Se si comprende che la comunità non è la stessa cosa della parrocchia, si è colta la differenza tra recinto e gregge, tra normativa e persone, tra struttura e vita, tra regole del gioco e gioco stesso, tra diocesi e chiesa locale, tra CIC e popolo di Dio. Anche la comunità è già il popolo di Dio e perciò uno spazio vivo, interpersonale, uno spazio di vita in piccolo. Perciò all’interno di una parrocchia  –  e a maggior ragione all’interno di una unione di parrocchie – possono esistere parecchie comunità cristiane dalle coloriture più diverse.

Talvolta per potere guardare in avanti ci è di aiuto uno sguardo retrospettivo chiaro: già le comunità del Nuovo Testamento offrivano una ricca varietà di strutture e modelli  più diversi, senza sminuire l’unità della chiesa. E tutti gli autori [del NT] conoscono bene le loro comunità: ad esempio, Paolo ha presente la situazione dei cristiani a Filippi, Tessalonica o Corinto; Marco impegna la sua comunità alla sequela come comunità di discepoli; Luca scrive per la sua comunità di stampo cittadino;  la Lettera agli Ebrei sembra volere risvegliare delle comunità dormienti oppure l’Apocalisse combatte contro le oppressioni più diverse: ogni comunità aveva il proprio volto, una sua biografia specifica.

Questa impressione della molteplicità ha valore duraturo, che continua anche per il tempo successivo. La ricchezza del Nuovo Testamento è l’orientamento che ne viene per le comunità di oggi, ognuna delle quali ha la propria caratterizzazione, una storia propria e obiettivi specifici 1. Per noi oggi, in una società multiculturale con ambienti differenti, tale multiformità dovrebbe essere di stimolo anziché spaventare. L’equazione largamente diffusa, secondo la quale la parrocchia è la stessa cosa della comunità, non prende invece sul serio le persone quali cristiani chiamati a fare comunità; questa non è la stessa cosa. La parrocchia può sì, ora come sempre, essere un punto di appoggio, affinché il popolo di Dio in un luogo possa raccogliersi, ma non è l’unico quadro strutturale.

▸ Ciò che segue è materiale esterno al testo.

//! Target platform and architecture
//!
//! Names follow the installer convention (`linux`, `darwin`, `win32`, `x64`,
//! `ia32`, ...) rather than Rust's `std::env::consts` spelling, because they
//! are what manifests and location records are written in.

use std::fmt;

#[derive(Debug, Clone, PartialEq, Eq, Hash)]
pub enum Platform {
    Linux,
    Darwin,
    OpenBsd,
    FreeBsd,
    Win32,
    Other(String),
}

#[derive(Debug, Clone, PartialEq, Eq, Hash)]
pub enum Arch {
    X64,
    Ia32,
    Other(String),
}

impl Platform {
    pub fn parse(name: &str) -> Self {
        match name {
            "linux" => Platform::Linux,
            "darwin" => Platform::Darwin,
            "openbsd" => Platform::OpenBsd,
            "freebsd" => Platform::FreeBsd,
            "win32" => Platform::Win32,
            other => Platform::Other(other.to_string()),
        }
    }

    /// Platform of the running process
    pub fn host() -> Self {
        match std::env::consts::OS {
            "linux" => Platform::Linux,
            "macos" => Platform::Darwin,
            "openbsd" => Platform::OpenBsd,
            "freebsd" => Platform::FreeBsd,
            "windows" => Platform::Win32,
            other => Platform::Other(other.to_string()),
        }
    }

    pub fn as_str(&self) -> &str {
        match self {
            Platform::Linux => "linux",
            Platform::Darwin => "darwin",
            Platform::OpenBsd => "openbsd",
            Platform::FreeBsd => "freebsd",
            Platform::Win32 => "win32",
            Platform::Other(name) => name,
        }
    }
}

impl Arch {
    pub fn parse(name: &str) -> Self {
        match name {
            "x64" => Arch::X64,
            "ia32" => Arch::Ia32,
            other => Arch::Other(other.to_string()),
        }
    }

    /// Architecture of the running process
    pub fn host() -> Self {
        match std::env::consts::ARCH {
            "x86_64" => Arch::X64,
            "x86" => Arch::Ia32,
            "aarch64" => Arch::Other("arm64".to_string()),
            other => Arch::Other(other.to_string()),
        }
    }

    pub fn as_str(&self) -> &str {
        match self {
            Arch::X64 => "x64",
            Arch::Ia32 => "ia32",
            Arch::Other(name) => name,
        }
    }
}

impl fmt::Display for Platform {
    fn fmt(&self, f: &mut fmt::Formatter<'_>) -> fmt::Result {
        f.write_str(self.as_str())
    }
}

impl fmt::Display for Arch {
    fn fmt(&self, f: &mut fmt::Formatter<'_>) -> fmt::Result {
        f.write_str(self.as_str())
    }
}

/// A (platform, arch) pair, fixed for the lifetime of one install run
#[derive(Debug, Clone, PartialEq, Eq, Hash)]
pub struct PlatformArch {
    pub platform: Platform,
    pub arch: Arch,
}

impl PlatformArch {
    pub fn new(platform: Platform, arch: Arch) -> Self {
        Self { platform, arch }
    }

    pub fn host() -> Self {
        Self::new(Platform::host(), Arch::host())
    }

    /// Target pair with optional overrides applied on top of the host pair
    ///
    /// Empty override strings count as unset.
    pub fn with_overrides(platform: Option<&str>, arch: Option<&str>) -> Self {
        let platform = platform
            .filter(|p| !p.is_empty())
            .map(Platform::parse)
            .unwrap_or_else(Platform::host);
        let arch = arch
            .filter(|a| !a.is_empty())
            .map(Arch::parse)
            .unwrap_or_else(Arch::host);
        Self::new(platform, arch)
    }

    pub fn is_host(&self) -> bool {
        *self == Self::host()
    }

    /// File name the binary is installed under for this target
    pub fn binary_file_name(&self, name: &str) -> String {
        match self.platform {
            Platform::Win32 => format!("{name}.exe"),
            _ => name.to_string(),
        }
    }
}

impl fmt::Display for PlatformArch {
    fn fmt(&self, f: &mut fmt::Formatter<'_>) -> fmt::Result {
        write!(f, "{}/{}", self.platform, self.arch)
    }
}

#[cfg(test)]
mod tests {
    use super::*;

    #[test]
    fn test_known_names_round_trip() {
        for name in ["linux", "darwin", "openbsd", "freebsd", "win32"] {
            assert_eq!(Platform::parse(name).as_str(), name);
        }
        for name in ["x64", "ia32"] {
            assert_eq!(Arch::parse(name).as_str(), name);
        }
    }

    #[test]
    fn test_unknown_names_are_kept_verbatim() {
        assert_eq!(
            Platform::parse("sunos"),
            Platform::Other("sunos".to_string())
        );
        assert_eq!(Arch::parse("ppc64").as_str(), "ppc64");
    }

    #[test]
    #[cfg(all(target_os = "linux", target_arch = "x86_64"))]
    fn test_host_linux_x64() {
        let host = PlatformArch::host();
        assert_eq!(host.platform, Platform::Linux);
        assert_eq!(host.arch, Arch::X64);
        assert_eq!(host.to_string(), "linux/x64");
    }

    #[test]
    #[cfg(target_os = "macos")]
    fn test_host_macos_is_darwin() {
        assert_eq!(Platform::host(), Platform::Darwin);
    }

    #[test]
    fn test_overrides_take_precedence() {
        let target = PlatformArch::with_overrides(Some("win32"), Some("ia32"));
        assert_eq!(target.platform, Platform::Win32);
        assert_eq!(target.arch, Arch::Ia32);
    }

    #[test]
    fn test_empty_overrides_fall_back_to_host() {
        let target = PlatformArch::with_overrides(Some(""), None);
        assert_eq!(target, PlatformArch::host());
        assert!(target.is_host());
    }

    #[test]
    fn test_partial_override_is_not_host() {
        let other = if Platform::host() == Platform::Win32 {
            "linux"
        } else {
            "win32"
        };
        let target = PlatformArch::with_overrides(Some(other), None);
        assert!(!target.is_host());
        assert_eq!(target.arch, Arch::host());
    }

    #[test]
    fn test_binary_file_name_windows_suffix() {
        let win = PlatformArch::new(Platform::Win32, Arch::X64);
        assert_eq!(win.binary_file_name("phantomjs"), "phantomjs.exe");

        let linux = PlatformArch::new(Platform::Linux, Arch::X64);
        assert_eq!(linux.binary_file_name("phantomjs"), "phantomjs");
    }
}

IV. Caratteri ecclesiologici delle comunità nel Nuovo Testamento

Nonostante tutta la molteplicità neotestamentaria, si deve sempre prestare attenzione all’intenzione con cui il canone è stato composto. Il Nuovo Testamento esige infatti di essere preso come una totalità: con il testo finale della formazione del canone la chiesa sottolinea la pluralità delle comunità e la prassi della loro fede nell’unità.

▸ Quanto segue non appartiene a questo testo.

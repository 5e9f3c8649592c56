use std::fmt;
use std::path::PathBuf;
use thiserror::Error;

use crate::lock::LockError;

#[derive(Error, Debug)]
pub enum EnsurebinError {
    // Manifest errors
    #[error("MANIFEST_NOT_FOUND: {} does not exist", path.display())]
    ManifestNotFound { path: PathBuf },

    #[error("MANIFEST_INVALID: {0}")]
    ManifestInvalid(String),

    // Platform errors
    #[error(
        "UNSUPPORTED_PLATFORM: no {binary} binary is available for {platform}/{arch}; \
         install {binary} by other means and make sure it is on PATH"
    )]
    UnsupportedPlatform {
        binary: String,
        platform: String,
        arch: String,
    },

    // Transport errors
    #[error("DOWNLOAD_FAILED: {url}: {reason}")]
    DownloadFailed { url: String, reason: String },

    #[error(
        "SELF_SIGNED_CERT_IN_CHAIN: the certificate chain for {url} contains a self-signed \
         certificate; pass your proxy's CA bundle with --ca/--cafile \
         (ENSUREBIN_CA/ENSUREBIN_CAFILE) or disable verification with --strict-ssl false"
    )]
    SelfSignedCertificate { url: String },

    #[error("CHECKSUM_MISMATCH: {url}: expected sha256 {expected}, got {actual}")]
    ChecksumMismatch {
        url: String,
        expected: String,
        actual: String,
    },

    // Filesystem errors
    #[error("NO_WRITABLE_TEMP_DIR: none of the candidate directories are writable: {candidates}")]
    NoWritableTempDir { candidates: String },

    #[error("INSTALL_FAILED: {0}")]
    InstallFailed(String),

    // Location record errors
    #[error("LOCATION_NOT_FOUND: no resolved binary recorded at {}", path.display())]
    LocationNotFound { path: PathBuf },

    #[error("LOCATION_WRITE_ERROR: {0}")]
    LocationWriteError(String),

    #[error("LOCK_ERROR: {0}")]
    Lock(#[from] LockError),

    // IO errors
    #[error("IO_ERROR: {0}")]
    IoError(#[from] std::io::Error),

    #[error("{0}")]
    Generic(String),
}

/// Coarse failure classes used when reporting a failed install
#[derive(Debug, Clone, Copy, PartialEq, Eq)]
pub enum ErrorKind {
    Configuration,
    Transport,
    Filesystem,
    Internal,
}

impl fmt::Display for ErrorKind {
    fn fmt(&self, f: &mut fmt::Formatter<'_>) -> fmt::Result {
        match self {
            ErrorKind::Configuration => write!(f, "configuration error"),
            ErrorKind::Transport => write!(f, "transport error"),
            ErrorKind::Filesystem => write!(f, "filesystem error"),
            ErrorKind::Internal => write!(f, "internal error"),
        }
    }
}

impl EnsurebinError {
    pub fn kind(&self) -> ErrorKind {
        match self {
            EnsurebinError::ManifestNotFound { .. }
            | EnsurebinError::ManifestInvalid(_)
            | EnsurebinError::UnsupportedPlatform { .. } => ErrorKind::Configuration,
            EnsurebinError::DownloadFailed { .. }
            | EnsurebinError::SelfSignedCertificate { .. }
            | EnsurebinError::ChecksumMismatch { .. } => ErrorKind::Transport,
            EnsurebinError::NoWritableTempDir { .. }
            | EnsurebinError::InstallFailed(_)
            | EnsurebinError::LocationNotFound { .. }
            | EnsurebinError::LocationWriteError(_)
            | EnsurebinError::Lock(_)
            | EnsurebinError::IoError(_) => ErrorKind::Filesystem,
            EnsurebinError::Generic(_) => ErrorKind::Internal,
        }
    }
}

impl From<toml::de::Error> for EnsurebinError {
    fn from(err: toml::de::Error) -> Self {
        EnsurebinError::ManifestInvalid(err.to_string())
    }
}

pub type Result<T> = std::result::Result<T, EnsurebinError>;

Ciò vuole dire anche che, per una visione d’insieme sistematica, si possono riassumere in una specie di summarium gli elementi e gli approcci più diversi che contraddistinguono la comunità. Ciò che è multiforme non viene così uniformato, ma reciprocamente connesso a forma di rete. Per tutte le comunità neotestamentarie si possono considerare sei aspetti caratterizzanti 2:


1. Principio di ogni comunità: il Dio trinitario

In Gesù, suo messia, Dio stesso costituisce la comunità dei discepoli, la comunità di Cristo. La sequela è il legame duraturo e personale con Gesù Cristo. Egli invia lo Spirito affinché la comunità, nel suo agire, venga da lui accompagnata e guidata. Lo Spirito guida gli annunciatori nella fondazione di nuove comunità. La comunità è dunque sempre attraverso il Kyrios, e ciò determina la sua santità. In quanto eletti da Dio e da lui santificati, i membri della comunità sono il nuovo popolo di Dio, un sacerdozio regale che partecipa alla sua santità.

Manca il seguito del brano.